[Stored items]
****************************************
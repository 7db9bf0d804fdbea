//! Upload overview and the KPI dashboard.

use crate::domain::analysis::{require_dataset, AnalysisError, DashboardBuilder};
use crate::domain::dataset::{Dataset, Remediation};
use crate::domain::foundation::DomainError;
use crate::domain::navigation::Screen;
use crate::domain::report::Table;
use crate::domain::session::SessionContext;

use super::page::Page;
use super::request::ScreenRequest;
use super::router::{mismatch, ScreenRouter};

fn info_table(dataset: &Dataset) -> Table {
    let info = dataset.info();
    let mut table = Table::new("Dataset information", &["Metric", "Value"]);
    table.push_row(vec!["Rows".into(), info.rows.to_string()]);
    table.push_row(vec!["Columns".into(), info.columns.to_string()]);
    table.push_row(vec!["Column types".into(), info.distinct_kinds.to_string()]);
    table
}

fn titled(mut table: Table, title: impl Into<String>) -> Table {
    table.title = title.into();
    table
}

fn remediation_notice(strategy: Remediation) -> &'static str {
    match strategy {
        Remediation::DropRows => "Rows with missing values removed",
        Remediation::MeanFill => "Missing numeric values filled with the column mean",
        Remediation::MedianFill => "Missing numeric values filled with the column median",
    }
}

pub(super) fn upload(
    router: &ScreenRouter,
    session: &mut SessionContext,
    request: ScreenRequest,
    page: &mut Page,
) -> Result<(), DomainError> {
    let ScreenRequest::Upload(input) = request else {
        return Err(mismatch(Screen::Upload));
    };
    let Some(dataset) = session.dataset() else {
        page.info(format!(
            "Upload a CSV or Excel file (at most {} rows and {} columns).",
            router.limits.max_rows, router.limits.max_columns
        ));
        return Ok(());
    };

    page.choice("column", dataset.column_names());
    page.tables.push(info_table(dataset));
    page.tables.push(dataset.preview(router.preview_rows));
    page.tables.push(dataset.schema_table());
    page.tables.push(dataset.missing_table());
    page.tables.push(dataset.describe_table());

    if let Some(strategy) = input.remediation {
        let cleaned = dataset.remediate(strategy);
        page.success(format!(
            "{}: {} rows remain",
            remediation_notice(strategy),
            cleaned.row_count()
        ));
        page.tables.push(titled(cleaned.preview(router.preview_rows), "Preview after cleaning"));
        page.tables.push(titled(cleaned.missing_table(), "Missing values after cleaning"));
    }

    if let Some(conversion) = input.conversion {
        let converted = dataset
            .convert(&conversion.column, conversion.to)
            .map_err(AnalysisError::from)?;
        page.success(format!("Column '{}' converted", conversion.column));
        page.tables.push(titled(
            converted.preview(router.preview_rows),
            "Preview after conversion",
        ));
        page.tables.push(titled(converted.schema_table(), "Columns after conversion"));
    }
    Ok(())
}

pub(super) fn dashboard(
    router: &ScreenRouter,
    session: &mut SessionContext,
    request: ScreenRequest,
    page: &mut Page,
) -> Result<(), DomainError> {
    let ScreenRequest::Dashboard(input) = request else {
        return Err(mismatch(Screen::Dashboard));
    };
    let dataset = require_dataset(session.dataset(), &router.limits)?;
    page.choice("variables", dataset.numeric_names());

    let dashboard = DashboardBuilder::build(
        dataset,
        input.title.as_deref(),
        input.description.as_deref(),
        &input.variables,
    )?;
    page.title = dashboard.title.clone();
    router.present(session, page, dashboard.to_report(), "dashboard", input.export)
}
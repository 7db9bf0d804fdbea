//! Upload parsing errors.

use thiserror::Error;

use crate::domain::dataset::DatasetError;
use crate::domain::foundation::{DomainError, ErrorCode};

#[derive(Debug, Error)]
pub enum IngestError {
    #[error("The file is empty")]
    Empty,

    #[error("Could not read CSV: {0}")]
    Csv(#[from] csv::Error),

    #[error("Line {line} has {found} fields, expected at most {expected}")]
    TooManyFields {
        line: u64,
        found: usize,
        expected: usize,
    },

    #[error("Could not read spreadsheet: {0}")]
    Spreadsheet(String),

    #[error(transparent)]
    Dataset(#[from] DatasetError),
}

impl From<IngestError> for DomainError {
    fn from(err: IngestError) -> Self {
        DomainError::new(ErrorCode::ParseFailed, err.to_string())
    }
}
****************************************
# [THE TASK]
Exactly reproduce every line of the records.

# [YOUR RESPONSE]
repository 7db9bf0d804fdbea
//! Upload overview and the KPI dashboard.

use crate::domain::analysis::{require_dataset, AnalysisError, DashboardBuilder};
use crate::domain::dataset::{Dataset, Remediation};
use crate::domain::foundation::DomainError;
use crate::domain::navigation::Screen;
use crate::domain::report::Table;
use crate::domain::session::SessionContext;

use super::page::Page;
use super::request::ScreenRequest;
use super::router::{mismatch, ScreenRouter};

fn info_table(dataset: &Dataset) -> Table {
    let info = dataset.info();
    let mut table = Table::new("Dataset information", &["Metric", "Value"]);
    table.push_row(vec!["Rows".into(), info.rows.to_string()]);
    table.push_row(vec!["Columns".into(), info.columns.to_string()]);
    table.push_row(vec!["Column types".into(), info.distinct_kinds.to_string()]);
    table
}

fn titled(mut table: Table, title: impl Into<String>) -> Table {
    table.title = title.into();
    table
}

fn remediation_notice(strategy: Remediation) -> &'static str {
    match strategy {
        Remediation::DropRows => "Rows with missing values removed",
        Remediation::MeanFill => "Missing numeric values filled with the column mean",
        Remediation::MedianFill => "Missing numeric values filled with the column median",
    }
}

pub(super) fn upload(
    router: &ScreenRouter,
    session: &mut SessionContext,
    request: ScreenRequest,
    page: &mut Page,
) -> Result<(), DomainError> {
    let ScreenRequest::Upload(input) = request else {
        return Err(mismatch(Screen::Upload));
    };
    let Some(dataset) = session.dataset() else {
        page.info(format!(
            "Upload a CSV or Excel file (at most {} rows and {} columns).",
            router.limits.max_rows, router.limits.max_columns
        ));
        return Ok(());
    };

    page.choice("column", dataset.column_names());
    page.tables.push(info_table(dataset));
    page.tables.push(dataset.preview(router.preview_rows));
    page.tables.push(dataset.schema_table());
    page.tables.push(dataset.missing_table());
    page.tables.push(dataset.describe_table());

    if let Some(strategy) = input.remediation {
        let cleaned = dataset.remediate(strategy);
        page.success(format!(
            "{}: {} rows remain",
            remediation_notice(strategy),
            cleaned.row_count()
        ));
        page.tables.push(titled(cleaned.preview(router.preview_rows), "Preview after cleaning"));
        page.tables.push(titled(cleaned.missing_table(), "Missing values after cleaning"));
    }

    if let Some(conversion) = input.conversion {
        let converted = dataset
            .convert(&conversion.column, conversion.to)
            .map_err(AnalysisError::from)?;
        page.success(format!("Column '{}' converted", conversion.column));
        page.tables.push(titled(
            converted.preview(router.preview_rows),
            "Preview after conversion",
        ));
        page.tables.push(titled(converted.schema_table(), "Columns after conversion"));
    }
    Ok(())
}

pub(super) fn dashboard(
    router: &ScreenRouter,
    session: &mut SessionContext,
    request: ScreenRequest,
    page: &mut Page,
) -> Result<(), DomainError> {
    let ScreenRequest::Dashboard(input) = request else {
        return Err(mismatch(Screen::Dashboard));
    };
    let dataset = require_dataset(session.dataset(), &router.limits)?;
    page.choice("variables", dataset.numeric_names());

    let dashboard = DashboardBuilder::build(
        dataset,
        input.title.as_deref(),
        input.description.as_deref(),
        &input.variables,
    )?;
    page.title = dashboard.title.clone();
    router.present(session, page, dashboard.to_report(), "dashboard", input.export)
}
repository 7db9bf0d804fdbea
//! Upload parsing errors.

use thiserror::Error;

use crate::domain::dataset::DatasetError;
use crate::domain::foundation::{DomainError, ErrorCode};

#[derive(Debug, Error)]
pub enum IngestError {
    #[error("The file is empty")]
    Empty,

    #[error("Could not read CSV: {0}")]
    Csv(#[from] csv::Error),

    #[error("Line {line} has {found} fields, expected at most {expected}")]
    TooManyFields {
        line: u64,
        found: usize,
        expected: usize,
    },

    #[error("Could not read spreadsheet: {0}")]
    Spreadsheet(String),

    #[error(transparent)]
    Dataset(#[from] DatasetError),
}

impl From<IngestError> for DomainError {
    fn from(err: IngestError) -> Self {
        DomainError::new(ErrorCode::ParseFailed, err.to_string())
    }
}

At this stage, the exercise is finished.